─── Exercise data

//! Records, lock keys, identifiers, and project configuration for Liftoff.
//!
//! This crate defines the schema layer shared by every other crate: the
//! persisted `EnvironmentRecord` / `ResourceRecord` / `ServiceRecord` types and
//! their addressing (`RecordKey`), lock identities (`LockKey`, `Lock`),
//! monotonic deployment ids, typed cross-resource output references, the
//! product catalog, and `liftoff.toml` parsing and validation.

pub mod catalog;
pub mod config;
pub mod inputs;
pub mod lock;
pub mod records;
pub mod types;

pub use catalog::{ProductCatalog, ProductKind, ProductSpec, SERVICE_REQUIRED_OUTPUTS};
pub use config::{
    parse_config_file, parse_config_str, BackendConfig, ConfigError, ProjectConfig,
    ResourceConfig, ServiceConfig, Settings, CONFIG_FILE_NAME,
};
pub use inputs::{referenced_resources, InputValue, Inputs, OutputHandle};
pub use lock::{default_holder, Lock, LockKey, LockRequest, LockScope, OperationType};
pub use records::{
    ArtifactRef, EnvironmentRecord, EnvironmentStatus, EnvironmentType, Provider, ProviderConfig,
    Record, RecordKey, RecordKind, ReleasedVersion, ResourceRecord, ResourceStatus, ServiceRecord,
    ServiceStatus,
};
pub use types::{validate_name, DeploymentId, EnvName, LockToken, ProjectName};

use thiserror::Error;

/// Flat string outputs returned by the provisioning engine for one unit.
pub type Outputs = std::collections::BTreeMap<String, String>;

#[derive(Debug, Error)]
pub enum SchemaError {
    #[error("invalid {what} name '{name}': {reason}")]
    InvalidName {
        what: &'static str,
        name: String,
        reason: &'static str,
    },
    #[error("invalid deployment id '{0}': expected a decimal millisecond timestamp")]
    InvalidDeploymentId(String),
}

──────

### Task statement
Reproduce the entries above in full, verbatim.

### Solved exercise
//! Records, lock keys, identifiers, and project configuration for Liftoff.
//!
//! This crate defines the schema layer shared by every other crate: the
//! persisted `EnvironmentRecord` / `ResourceRecord` / `ServiceRecord` types and
//! their addressing (`RecordKey`), lock identities (`LockKey`, `Lock`),
//! monotonic deployment ids, typed cross-resource output references, the
//! product catalog, and `liftoff.toml` parsing and validation.

pub mod catalog;
pub mod config;
pub mod inputs;
pub mod lock;
pub mod records;
pub mod types;

pub use catalog::{ProductCatalog, ProductKind, ProductSpec, SERVICE_REQUIRED_OUTPUTS};
pub use config::{
    parse_config_file, parse_config_str, BackendConfig, ConfigError, ProjectConfig,
    ResourceConfig, ServiceConfig, Settings, CONFIG_FILE_NAME,
};
pub use inputs::{referenced_resources, InputValue, Inputs, OutputHandle};
pub use lock::{default_holder, Lock, LockKey, LockRequest, LockScope, OperationType};
pub use records::{
    ArtifactRef, EnvironmentRecord, EnvironmentStatus, EnvironmentType, Provider, ProviderConfig,
    Record, RecordKey, RecordKind, ReleasedVersion, ResourceRecord, ResourceStatus, ServiceRecord,
    ServiceStatus,
};
pub use types::{validate_name, DeploymentId, EnvName, LockToken, ProjectName};

use thiserror::Error;

/// Flat string outputs returned by the provisioning engine for one unit.
pub type Outputs = std::collections::BTreeMap<String, String>;

#[derive(Debug, Error)]
pub enum SchemaError {
    #[error("invalid {what} name '{name}': {reason}")]
    InvalidName {
        what: &'static str,
        name: String,
        reason: &'static str,
    },
    #[error("invalid deployment id '{0}': expected a decimal millisecond timestamp")]
    InvalidDeploymentId(String),
}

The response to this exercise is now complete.